And yea, this architecture is the opposite. Parameters are reused, so it's more parameter efficient but necessarily more FLOP efficient. Given I've landed on a better factorization that's actualy slightly lower than a dense FFN.
I think there's a lot of room for twiddling on the MLP generating the weights, seems like there's a lot you could do there
Yea, just honestly getting burnt out
Doing this on limited budget without institutional support is fun when it's fun, but lately it's just been exhausting
hobbies are supposed to just mostly be fun lol
And it's hard to sift through "this advice is useful when you have a huge training budget" vs "this is useful at all scales"
Been good learning, just not really fun rn
yep, that's a good time to know when to not push it as much
Yea, I think I'd probably like this more as a job tbh, I just don't think I have the resources to really do this just for the fun of it, which sucks a lot of the fun out of it
Okay, actually it looks like a good chunk of the gap can be made up by tuning LR just for PEER layers
Lowered to 3.35 by making coarse grained updates, can likely eek out a decent amount more by separating LR between attention and components of the FFN
(was at 3.40~)
Peer or ethos?
Cool
whatever we're calling the pure hypernetwork version
it's still peer in my codebase
o ok, was just not sure if u meant actual PEER
Yea, no, the one I've been working on. I'm not going to spend any more compute trying to get a PEER baseline perfect
if GDM wants a repro study they can give me the compute for it
Honestly starting to think that this might do better as a blog post on "how to use hypernetworks to make a worse transformer"

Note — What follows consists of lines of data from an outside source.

//! Lunar date types and conversion policy.

use std::fmt;

/// A date in the Vietnamese lunisolar calendar.
#[derive(Debug, Clone, Copy, PartialEq, Eq, Hash)]
pub struct LunarDate {
    /// Lunar year; changes at Tết (month 1, day 1).
    pub year: i32,
    /// Month number 1..=12. A leap month repeats the preceding number.
    pub month: u8,
    /// Day of the month, 1..=30.
    pub day: u8,
    pub is_leap_month: bool,
}

impl LunarDate {
    pub fn new(year: i32, month: u8, day: u8, is_leap_month: bool) -> Self {
        Self {
            year,
            month,
            day,
            is_leap_month,
        }
    }
}

/// `day/month/year`, with `L` after a leap month (`8/6L/2025`).
impl fmt::Display for LunarDate {
    fn fmt(&self, f: &mut fmt::Formatter<'_>) -> fmt::Result {
        let leap = if self.is_leap_month { "L" } else { "" };
        write!(f, "{}/{}{}/{}", self.day, self.month, leap, self.year)
    }
}

/// Result of a solar → lunar conversion.
#[derive(Debug, Clone, Copy, PartialEq)]
pub struct LunarDateInfo {
    pub date: LunarDate,
    /// UT Julian Date of the input instant.
    pub julian_day: f64,
    /// Local day number of the input date.
    pub day_number: i64,
    /// Local day number of lunar day 1 of this month.
    pub month_start: i64,
    /// 29 or 30.
    pub month_length: u8,
    /// A bounding winter solstice is an unrefined estimate.
    pub approximate: bool,
    /// The year lies outside the confident range.
    pub low_confidence: bool,
}

/// One month of a lunar year.
#[derive(Debug, Clone, Copy, PartialEq, Eq)]
pub struct LunarMonth {
    /// Lunar year the month belongs to.
    pub year: i32,
    pub month: u8,
    pub is_leap_month: bool,
    /// Local day number of day 1.
    pub start_day: i64,
    /// 29 or 30.
    pub length: u8,
}

/// Earliest year the solstice and ΔT series still give a consistent month
/// numbering.
pub const MIN_COMPUTABLE_YEAR: i32 = -4000;

/// Latest year the solstice and ΔT series still give a consistent month
/// numbering.
pub const MAX_COMPUTABLE_YEAR: i32 = 30_000;

/// Which years are trusted, and what to do outside them.
#[derive(Debug, Clone, Copy, PartialEq, Eq)]
pub struct RangePolicy {
    pub min_year: i32,
    pub max_year: i32,
    /// Turn low-confidence and approximate results into errors.
    pub strict: bool,
}

impl RangePolicy {
    pub const fn new(min_year: i32, max_year: i32, strict: bool) -> Self {
        Self {
            min_year,
            max_year,
            strict,
        }
    }

    pub const fn contains(&self, year: i32) -> bool {
        year >= self.min_year && year <= self.max_year
    }
}

impl Default for RangePolicy {
    fn default() -> Self {
        Self::new(1900, 2100, false)
    }
}
//! Solar ⇄ lunar date conversion.

use amlich_astro::new_moon_day;
use amlich_time::{CivilDate, civil_from_day_number};
use tracing::{trace, warn};

use crate::error::CalendarError;
use crate::span::{LunarYearSpan, SpanSource, lunation_containing_day};
use crate::types::{LunarDate, LunarDateInfo, MAX_COMPUTABLE_YEAR, MIN_COMPUTABLE_YEAR, RangePolicy};

/// Spans tried on either side of the starting year before giving up.
const MAX_SPAN_STEPS: u32 = 3;

fn unsupported(year: i32) -> CalendarError {
    CalendarError::UnsupportedYear {
        year,
        min: MIN_COMPUTABLE_YEAR,
        max: MAX_COMPUTABLE_YEAR,
    }
}

fn check_computable(year: i32) -> Result<(), CalendarError> {
    if (MIN_COMPUTABLE_YEAR..=MAX_COMPUTABLE_YEAR).contains(&year) {
        Ok(())
    } else {
        Err(unsupported(year))
    }
}

/// Span numbering lunation `k`, searched from the span anchored on `year`.
fn span_containing(
    year: i32,
    k: i64,
    tz_hours: f64,
    spans: &dyn SpanSource,
) -> Result<LunarYearSpan, CalendarError> {
    let mut anchor = year;
    for _ in 0..=MAX_SPAN_STEPS {
        let span = spans.span(anchor, tz_hours);
        if span.contains_lunation(k) {
            return Ok(span);
        }
        anchor += if k < span.month11.k { -1 } else { 1 };
    }
    Err(unsupported(year))
}

/// Low-confidence flag for `year`, or the strict-policy error.
fn check_policy(
    year: i32,
    span: &LunarYearSpan,
    policy: &RangePolicy,
) -> Result<bool, CalendarError> {
    if span.approximate() && policy.strict {
        return Err(CalendarError::NonConvergence {
            year: span.anchor_year,
        });
    }
    if policy.contains(year) {
        return Ok(false);
    }
    if policy.strict {
        return Err(CalendarError::LowConfidence {
            year,
            min: policy.min_year,
            max: policy.max_year,
        });
    }
    warn!(
        year,
        min = policy.min_year,
        max = policy.max_year,
        "converting outside the confident range"
    );
    Ok(true)
}

/// Convert a local civil date/time to the lunar calendar.
///
/// The lunar day is that of the local civil date; time of day only affects
/// `julian_day`. Civil years outside `MIN_COMPUTABLE_YEAR..=MAX_COMPUTABLE_YEAR`
/// fail with `CalendarError::UnsupportedYear`.
pub fn solar_to_lunar(
    civil: &CivilDate,
    tz_hours: f64,
    policy: &RangePolicy,
    spans: &dyn SpanSource,
) -> Result<LunarDateInfo, CalendarError> {
    let julian_day = civil.to_julian_day(tz_hours)?;
    let day_number = civil.day_number()?;
    check_computable(civil.year)?;

    let k = lunation_containing_day(day_number, tz_hours);
    let month_start = new_moon_day(k, tz_hours);
    let month_length = u8::try_from(new_moon_day(k + 1, tz_hours) - month_start)
        .map_err(|_| unsupported(civil.year))?;

    let span = span_containing(civil.year, k, tz_hours, spans)?;
    let low_confidence = check_policy(civil.year, &span, policy)?;

    let (year, month, is_leap_month) = span.label(k - span.month11.k);
    let day = u8::try_from(day_number - month_start + 1).map_err(|_| unsupported(civil.year))?;
    let date = LunarDate {
        year,
        month,
        day,
        is_leap_month,
    };
    trace!(%civil, lunar = %date, "solar_to_lunar");

    Ok(LunarDateInfo {
        date,
        julian_day,
        day_number,
        month_start,
        month_length,
        approximate: span.approximate(),
        low_confidence,
    })
}

fn invalid(lunar: &LunarDate, reason: &'static str) -> CalendarError {
    CalendarError::InvalidLunarDate {
        year: lunar.year,
        month: lunar.month,
        day: lunar.day,
        is_leap_month: lunar.is_leap_month,
        reason,
    }
}

/// Convert a lunar date to its local civil date (at noon).
///
/// Fails when the month is outside 1..=12, a leap month is requested in a
/// year that does not repeat that month, or the day exceeds the month length.
/// Years outside the computable range are rejected before any arithmetic.
pub fn lunar_to_solar(
    lunar: &LunarDate,
    tz_hours: f64,
    spans: &dyn SpanSource,
) -> Result<CivilDate, CalendarError> {
    if !(1..=12).contains(&lunar.month) {
        return Err(invalid(lunar, "month must be in 1..=12"));
    }
    if !(1..=30).contains(&lunar.day) {
        return Err(invalid(lunar, "day must be in 1..=30"));
    }
    check_computable(lunar.year)?;

    let anchor_year = if lunar.month >= 11 {
        lunar.year
    } else {
        lunar.year - 1
    };
    let span = spans.span(anchor_year, tz_hours);
    let month_offset = (i64::from(lunar.month) - 11).rem_euclid(12);
    let offset = match (span.leap_offset.map(i64::from), lunar.is_leap_month) {
        (Some(leap), true) if leap == month_offset + 1 => leap,
        (_, true) => return Err(invalid(lunar, "no such leap month in this year")),
        (Some(leap), false) if month_offset >= leap => month_offset + 1,
        (_, false) => month_offset,
    };

    let k = span.month11.k + offset;
    let start = new_moon_day(k, tz_hours);
    let length = new_moon_day(k + 1, tz_hours) - start;
    if i64::from(lunar.day) > length {
        return Err(invalid(lunar, "day exceeds the month length"));
    }

    let (year, month, day) = civil_from_day_number(start + i64::from(lunar.day) - 1);
    trace!(%lunar, year, month, day, "lunar_to_solar");
    Ok(CivilDate::at_noon(year, month, day))
}
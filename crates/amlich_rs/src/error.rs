//! Facade error type.

use amlich_calendar::CalendarError;
use amlich_time::TimeError;
use thiserror::Error;

/// Errors from the `Calendar` facade.
#[derive(Debug, Error)]
#[non_exhaustive]
pub enum AmlichError {
    /// Conversion failed.
    #[error(transparent)]
    Calendar(#[from] CalendarError),
    /// Invalid or unparsable configuration.
    #[error("invalid config: {0}")]
    Config(String),
    /// Reading a config file failed.
    #[error("I/O error: {0}")]
    Io(#[from] std::io::Error),
}

impl From<TimeError> for AmlichError {
    fn from(e: TimeError) -> Self {
        Self::Calendar(CalendarError::Time(e))
    }
}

Just getting caught up here. 😊
I’ve been messing with different decompositions on attention and the FFN, and this past week was trying to see if I could find a configuration that would actually achieve a lower perplexity than my dense baseline at the same parameter count.
I found a Google paper that discussed how best to allocate additional parameters, and it recommended adding more layers rather than making them bigger.
I tried applying that—any parameter savings I was getting from the decompositions, I’d into additional layers when possible.
An approach that finally got lower perplexity than the dense baseline was to interweave dense and low-rank layers.
I went from 6 dense layers (“dddddd”) to ten layers with a pattern of: “dssdssdssd” where ‘s’ is for sparse / low rank.
The low rank layers are narrow—they have ~1/3 as many heads and ~1/3 as many neurons as the dense layers.
My theory is that, since the low rank layers can’t access the full model space, it makes sense to make them more narrow / less expressive.
And also that it benefits from periodically having unrestricted read and write access to the full model space.
For Ethos and the variants, there is a lot of low rank-ness going on here with the PK Router and the hyper networks. I wonder if this architecture might benefit from a similar “banding” pattern?
I think the same insight may apply to regular PEER as well. The PK router is a low-rank approximation of a standard MoE router. It can only see a subspace defined by the query projection.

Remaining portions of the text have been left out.